Segment Start: Provided material

//! Window demo: a coloured room with a few sprites, cycling show styles.
//!
//! ```bash
//! cargo run --release -- [--config engine.json] [--zoom 4]
//! ```
//!
//! Space scrolls a picture in from the right, Escape quits.

use std::cell::RefCell;
use std::path::PathBuf;
use std::rc::Rc;

use anyhow::Context;
use clap::Parser;
use minifb::{Key, KeyRepeat, Scale, Window, WindowOptions};
use once_cell::sync::Lazy;

use plane32_rs::{
    EngineConfig, Graphics, Services,
    cel::{CelBank, CelImage, PicCel},
    engine::{ScrollRequest, ShowStyleRequest, ShowStyleType},
    geometry::Point,
    renderer::{Display, Palette, Rgb, Rgba, SoftPalette, SystemClock},
    vm::{MemoryObjectStore, ObjectId, Selector},
};

#[derive(Parser)]
#[command(about = "Cycle show styles over a small scene")]
struct Args {
    /// Engine configuration (JSON).
    #[arg(long)]
    config: Option<PathBuf>,
    /// Window scale: 1, 2, 4 or 8.
    #[arg(long, default_value_t = 2)]
    zoom: u8,
    /// Seconds each show style takes.
    #[arg(long, default_value_t = 1)]
    seconds: i16,
}

const PLANE: ObjectId = ObjectId(1);
const SPRITE_VIEW: i32 = 100;
const ROOM_PICTURE: i32 = 200;
const NIGHT_PICTURE: i32 = 201;
const FRAMES_PER_STYLE: u32 = 150;

/// 16 hues × 16 shades.
static DEMO_PALETTE: Lazy<Palette> = Lazy::new(|| {
    let mut palette = Palette::default();
    for (i, c) in palette.colors.iter_mut().enumerate() {
        let hue = (i / 16) as u32;
        let shade = (i % 16) as u32 * 17;
        *c = Rgb::new(
            (shade * ((hue & 1) + 1) / 2) as u8,
            (shade * (((hue >> 1) & 1) + 1) / 2) as u8,
            (shade * (((hue >> 2) & 1) + 1) / 2) as u8,
        );
    }
    palette
});

/// Keeps an index-colour copy of the screen and presents it through the
/// current hardware palette, so fades show without pixel changes.
struct WindowDisplay {
    window: Window,
    palette: Rc<RefCell<SoftPalette>>,
    width: usize,
    indices: Vec<u8>,
    frame: Vec<Rgba>,
}

impl Display for WindowDisplay {
    fn copy_rect_to_screen(&mut self, buffer: &[u8], pitch: usize, x: i32, y: i32, w: i32, h: i32) {
        for row in 0..h as usize {
            let src = &buffer[row * pitch..row * pitch + w as usize];
            let dst = (y as usize + row) * self.width + x as usize;
            self.indices[dst..dst + w as usize].copy_from_slice(src);
        }
    }

    fn update_screen(&mut self) {
        let palette = self.palette.borrow();
        let hw = palette.hardware();
        for (px, &i) in self.frame.iter_mut().zip(&self.indices) {
            *px = hw[i as usize];
        }
        let height = self.indices.len() / self.width;
        if let Err(e) = self.window.update_with_buffer(&self.frame, self.width, height) {
            log::error!("present failed: {e}");
        }
    }
}

fn cels() -> CelBank {
    let mut bank = CelBank::new();
    bank.insert_view(
        SPRITE_VIEW,
        vec![(0..8).map(|n| CelImage::solid(12 + n * 4, 16 + n * 2, 16 * (n as u8 + 1) + 12)).collect()],
    );

    bank.insert_picture(ROOM_PICTURE, room(16 * 3 + 4, 16 * 6 + 5));
    bank.insert_picture(NIGHT_PICTURE, room(16 * 4 + 3, 16 * 2 + 2));
    bank
}

/// Back wall over a floor.
fn room(wall: u8, floor: u8) -> Vec<(PicCel, CelImage)> {
    vec![
        (
            PicCel {
                priority: 0,
                relative_position: Point::new(0, 0),
            },
            CelImage::solid(320, 120, wall),
        ),
        (
            PicCel {
                priority: 0,
                relative_position: Point::new(0, 120),
            },
            CelImage::solid(320, 80, floor),
        ),
    ]
}

fn load_config(path: Option<&PathBuf>) -> anyhow::Result<EngineConfig> {
    match path {
        Some(path) => {
            let text = std::fs::read_to_string(path).with_context(|| format!("reading {}", path.display()))?;
            Ok(serde_json::from_str(&text)?)
        }
        None => Ok(EngineConfig::default()),
    }
}

const STYLES: [ShowStyleType; 8] = [
    ShowStyleType::WipeLeft,
    ShowStyleType::HShutterOut,
    ShowStyleType::IrisIn,
    ShowStyleType::Dissolve,
    ShowStyleType::VShutterIn,
    ShowStyleType::WipeDown,
    ShowStyleType::IrisOut,
    ShowStyleType::FadeOut,
];

fn main() -> anyhow::Result<()> {
    env_logger::Builder::from_env(env_logger::Env::default().default_filter_or("info")).init();
    let args = Args::parse();
    let config = load_config(args.config.as_ref())?;
    let (w, h) = (config.screen_width as usize, config.screen_height as usize);

    let scale = match args.zoom {
        1 => Scale::X1,
        4 => Scale::X4,
        8 => Scale::X8,
        _ => Scale::X2,
    };
    let window = Window::new(
        "plane32 transitions",
        w,
        h,
        WindowOptions {
            scale,
            ..WindowOptions::default()
        },
    )?;

    let palette = Rc::new(RefCell::new(SoftPalette::new(DEMO_PALETTE.clone())));
    let display = Rc::new(RefCell::new(WindowDisplay {
        window,
        palette: palette.clone(),
        width: w,
        indices: vec![0; w * h],
        frame: vec![0; w * h],
    }));

    let mut gfx = Graphics::new(
        config,
        Services {
            cels: Box::new(cels()),
            palette: Box::new(palette.clone()),
            display: Box::new(display.clone()),
            clock: Box::new(SystemClock::new()),
        },
    );

    let mut objects = MemoryObjectStore::new();
    objects.set(
        PLANE,
        &[
            (Selector::Picture, ROOM_PICTURE),
            (Selector::Back, 0),
            (Selector::InRight, 319),
            (Selector::InBottom, 199),
        ],
    );
    gfx.kernel_add_plane(&objects, PLANE)?;

    let sprites: Vec<ObjectId> = (0..8u32)
        .map(|n| {
            let id = ObjectId(10 + n);
            objects.set(
                id,
                &[
                    (Selector::Plane, PLANE.0 as i32),
                    (Selector::X, 20 + n as i32 * 36),
                    (Selector::Y, 150 + (n as i32 % 3) * 12),
                    (Selector::View, SPRITE_VIEW),
                    (Selector::Cel, n as i32),
                ],
            );
            id
        })
        .collect();
    for &id in &sprites {
        gfx.kernel_add_screen_item(&mut objects, id)?;
    }

    let mut frame_no = 0u32;
    let mut style = 0usize;
    let mut covering = true;
    let mut picture = ROOM_PICTURE;

    loop {
        {
            let d = display.borrow();
            if !d.window.is_open() || d.window.is_key_down(Key::Escape) {
                break;
            }
        }
        let scroll_key = display.borrow().window.is_key_pressed(Key::Space, KeyRepeat::No);

        // sprites drift right and wrap
        for (n, &id) in sprites.iter().enumerate() {
            let x = objects.get(id, Selector::X);
            let step = 1 + n as i32 % 3;
            objects.set(id, &[(Selector::X, if x > 330 { -30 } else { x + step })]);
            gfx.kernel_update_screen_item(&mut objects, id)?;
        }

        if scroll_key && gfx.scrolls().is_empty() {
            picture = if picture == ROOM_PICTURE { NIGHT_PICTURE } else { ROOM_PICTURE };
            gfx.kernel_set_scroll(ScrollRequest {
                plane: PLANE,
                dx: -8,
                dy: 0,
                picture,
                animate: true,
                mirrored: false,
            })?;
        }

        if frame_no % FRAMES_PER_STYLE == FRAMES_PER_STYLE - 1 {
            let kind = if covering {
                STYLES[style]
            } else if STYLES[style] == ShowStyleType::FadeOut {
                ShowStyleType::FadeIn
            } else {
                STYLES[style]
            };
            let mut req = ShowStyleRequest::new(PLANE, kind, args.seconds);
            if covering {
                req.back_color = 0;
            } else {
                style = (style + 1) % STYLES.len();
            }
            log::info!("{:?} ({})", kind, if covering { "cover" } else { "reveal" });
            gfx.kernel_set_show_style(req)?;
            covering = !covering;
        }

        gfx.kernel_frame_out(true)?;
        frame_no += 1;
    }

    log::info!("{frame_no} frames");
    Ok(())
}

Segment End: Provided material

** Task **
Copy the lines that hold the word "floor". Take them from the records above.

** Solution to this task **
/// Back wall over a floor.
fn room(wall: u8, floor: u8) -> Vec<(PicCel, CelImage)> {
            CelImage::solid(320, 80, floor),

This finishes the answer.